PROBLEM TO WORK ON:
Repeat exactly the lines from the start of the entries below through the line containing "use crate::error::Error;". Omit the rest.

──────── RECORDS PROVIDED

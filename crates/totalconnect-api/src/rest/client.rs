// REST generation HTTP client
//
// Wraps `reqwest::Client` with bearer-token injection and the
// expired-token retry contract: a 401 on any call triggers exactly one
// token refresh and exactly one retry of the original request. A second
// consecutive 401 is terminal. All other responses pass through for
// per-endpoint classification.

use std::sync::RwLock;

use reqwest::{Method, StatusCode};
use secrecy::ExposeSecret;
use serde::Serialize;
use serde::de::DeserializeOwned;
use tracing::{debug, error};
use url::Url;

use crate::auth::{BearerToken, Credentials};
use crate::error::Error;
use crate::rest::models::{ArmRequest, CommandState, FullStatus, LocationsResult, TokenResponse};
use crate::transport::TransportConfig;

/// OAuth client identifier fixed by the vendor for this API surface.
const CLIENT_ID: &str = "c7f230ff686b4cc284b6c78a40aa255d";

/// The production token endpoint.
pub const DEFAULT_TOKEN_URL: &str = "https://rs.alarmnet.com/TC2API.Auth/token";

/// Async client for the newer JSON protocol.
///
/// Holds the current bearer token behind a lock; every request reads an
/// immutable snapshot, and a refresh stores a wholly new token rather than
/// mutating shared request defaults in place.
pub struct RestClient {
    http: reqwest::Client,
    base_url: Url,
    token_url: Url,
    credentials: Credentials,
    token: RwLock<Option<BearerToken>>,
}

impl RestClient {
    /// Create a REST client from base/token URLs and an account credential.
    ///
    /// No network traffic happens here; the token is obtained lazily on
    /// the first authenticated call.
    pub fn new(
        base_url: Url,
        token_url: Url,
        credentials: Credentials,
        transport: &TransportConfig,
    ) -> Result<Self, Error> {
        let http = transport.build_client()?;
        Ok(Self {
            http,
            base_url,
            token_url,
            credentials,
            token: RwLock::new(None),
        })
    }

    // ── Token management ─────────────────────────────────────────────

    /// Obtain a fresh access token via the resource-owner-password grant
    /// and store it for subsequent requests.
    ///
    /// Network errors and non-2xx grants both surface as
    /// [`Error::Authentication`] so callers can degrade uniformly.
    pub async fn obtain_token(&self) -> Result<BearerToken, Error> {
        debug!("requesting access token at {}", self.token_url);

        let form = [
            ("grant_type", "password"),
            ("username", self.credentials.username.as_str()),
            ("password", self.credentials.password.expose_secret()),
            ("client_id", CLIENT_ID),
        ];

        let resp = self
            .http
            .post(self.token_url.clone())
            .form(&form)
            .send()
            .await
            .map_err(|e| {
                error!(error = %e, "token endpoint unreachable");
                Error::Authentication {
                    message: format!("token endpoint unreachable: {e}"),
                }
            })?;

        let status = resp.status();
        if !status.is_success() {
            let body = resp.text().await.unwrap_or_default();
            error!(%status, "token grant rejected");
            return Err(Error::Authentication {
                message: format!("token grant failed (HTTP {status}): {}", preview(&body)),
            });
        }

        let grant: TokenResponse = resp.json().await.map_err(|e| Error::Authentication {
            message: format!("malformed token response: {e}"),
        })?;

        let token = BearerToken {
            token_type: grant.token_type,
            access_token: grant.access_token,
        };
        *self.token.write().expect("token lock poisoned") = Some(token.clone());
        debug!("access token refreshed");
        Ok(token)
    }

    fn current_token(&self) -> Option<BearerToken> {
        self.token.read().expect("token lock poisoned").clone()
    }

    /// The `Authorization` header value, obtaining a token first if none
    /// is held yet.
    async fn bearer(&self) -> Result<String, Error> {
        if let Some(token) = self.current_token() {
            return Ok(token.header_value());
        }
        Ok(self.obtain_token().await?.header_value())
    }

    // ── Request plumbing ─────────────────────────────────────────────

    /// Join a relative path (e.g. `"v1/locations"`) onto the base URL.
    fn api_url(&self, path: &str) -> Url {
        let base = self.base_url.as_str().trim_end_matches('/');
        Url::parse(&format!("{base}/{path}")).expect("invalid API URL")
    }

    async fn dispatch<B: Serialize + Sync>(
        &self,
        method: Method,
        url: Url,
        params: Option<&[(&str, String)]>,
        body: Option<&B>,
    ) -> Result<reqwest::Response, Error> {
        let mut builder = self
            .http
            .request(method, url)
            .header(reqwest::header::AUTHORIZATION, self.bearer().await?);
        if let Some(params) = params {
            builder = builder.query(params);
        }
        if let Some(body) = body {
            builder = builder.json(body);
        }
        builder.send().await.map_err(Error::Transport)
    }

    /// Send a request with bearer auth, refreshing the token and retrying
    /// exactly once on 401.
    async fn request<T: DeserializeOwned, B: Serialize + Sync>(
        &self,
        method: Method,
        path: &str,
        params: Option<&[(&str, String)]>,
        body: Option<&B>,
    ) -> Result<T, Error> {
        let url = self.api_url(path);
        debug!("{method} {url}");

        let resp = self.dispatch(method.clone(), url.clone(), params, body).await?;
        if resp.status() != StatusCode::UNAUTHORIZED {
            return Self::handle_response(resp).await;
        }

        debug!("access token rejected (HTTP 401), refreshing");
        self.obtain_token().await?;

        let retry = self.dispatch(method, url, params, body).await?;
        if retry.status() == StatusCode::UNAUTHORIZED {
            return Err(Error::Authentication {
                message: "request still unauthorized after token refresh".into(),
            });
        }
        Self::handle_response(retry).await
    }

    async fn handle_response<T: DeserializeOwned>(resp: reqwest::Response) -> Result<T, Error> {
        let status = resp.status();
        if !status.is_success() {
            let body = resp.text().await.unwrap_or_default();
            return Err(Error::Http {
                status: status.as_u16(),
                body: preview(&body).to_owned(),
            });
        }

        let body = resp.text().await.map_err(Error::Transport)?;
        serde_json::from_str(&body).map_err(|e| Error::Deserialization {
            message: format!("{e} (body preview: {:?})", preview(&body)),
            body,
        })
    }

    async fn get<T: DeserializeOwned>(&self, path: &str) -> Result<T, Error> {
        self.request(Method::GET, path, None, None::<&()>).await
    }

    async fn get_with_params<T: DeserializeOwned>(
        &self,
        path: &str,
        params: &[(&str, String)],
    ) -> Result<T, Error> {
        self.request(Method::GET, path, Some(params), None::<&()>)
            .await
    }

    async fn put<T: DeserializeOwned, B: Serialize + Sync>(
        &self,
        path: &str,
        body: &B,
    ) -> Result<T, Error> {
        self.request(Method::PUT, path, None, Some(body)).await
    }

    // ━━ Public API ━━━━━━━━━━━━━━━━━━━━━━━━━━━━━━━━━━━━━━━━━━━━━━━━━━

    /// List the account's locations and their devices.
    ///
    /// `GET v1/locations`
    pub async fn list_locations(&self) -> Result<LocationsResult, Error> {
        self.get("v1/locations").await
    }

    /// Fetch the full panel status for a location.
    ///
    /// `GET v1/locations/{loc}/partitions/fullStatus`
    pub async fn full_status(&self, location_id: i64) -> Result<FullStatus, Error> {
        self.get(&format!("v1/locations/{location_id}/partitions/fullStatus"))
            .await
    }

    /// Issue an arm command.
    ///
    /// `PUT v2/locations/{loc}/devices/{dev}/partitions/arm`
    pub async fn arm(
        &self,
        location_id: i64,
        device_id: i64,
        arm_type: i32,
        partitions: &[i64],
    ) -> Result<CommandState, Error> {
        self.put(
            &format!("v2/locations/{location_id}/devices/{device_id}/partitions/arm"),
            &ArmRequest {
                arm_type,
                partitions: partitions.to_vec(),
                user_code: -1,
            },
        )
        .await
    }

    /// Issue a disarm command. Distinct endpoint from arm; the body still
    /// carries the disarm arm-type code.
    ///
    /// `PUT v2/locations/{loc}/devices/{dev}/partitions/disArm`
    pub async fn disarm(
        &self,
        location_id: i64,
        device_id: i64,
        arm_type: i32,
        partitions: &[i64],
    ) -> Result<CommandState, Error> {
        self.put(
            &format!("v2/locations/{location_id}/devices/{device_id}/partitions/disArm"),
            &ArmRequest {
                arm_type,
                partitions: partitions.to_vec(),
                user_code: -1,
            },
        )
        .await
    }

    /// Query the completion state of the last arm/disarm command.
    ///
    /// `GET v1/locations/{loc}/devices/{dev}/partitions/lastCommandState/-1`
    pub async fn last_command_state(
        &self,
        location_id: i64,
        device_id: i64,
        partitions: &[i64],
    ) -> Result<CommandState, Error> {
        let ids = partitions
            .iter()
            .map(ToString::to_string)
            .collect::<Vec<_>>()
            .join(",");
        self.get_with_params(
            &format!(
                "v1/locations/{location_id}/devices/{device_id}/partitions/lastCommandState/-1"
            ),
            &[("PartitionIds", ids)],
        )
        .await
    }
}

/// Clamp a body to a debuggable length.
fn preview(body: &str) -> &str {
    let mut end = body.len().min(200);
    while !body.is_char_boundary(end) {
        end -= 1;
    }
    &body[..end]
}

────────────────

EXERCISE SOLUTION:
filename crates/totalconnect-api/src/rest/client.rs
// REST generation HTTP client
//
// Wraps `reqwest::Client` with bearer-token injection and the
// expired-token retry contract: a 401 on any call triggers exactly one
// token refresh and exactly one retry of the original request. A second
// consecutive 401 is terminal. All other responses pass through for
// per-endpoint classification.

use std::sync::RwLock;

use reqwest::{Method, StatusCode};
use secrecy::ExposeSecret;
use serde::Serialize;
use serde::de::DeserializeOwned;
use tracing::{debug, error};
use url::Url;

use crate::auth::{BearerToken, Credentials};
use crate::error::Error;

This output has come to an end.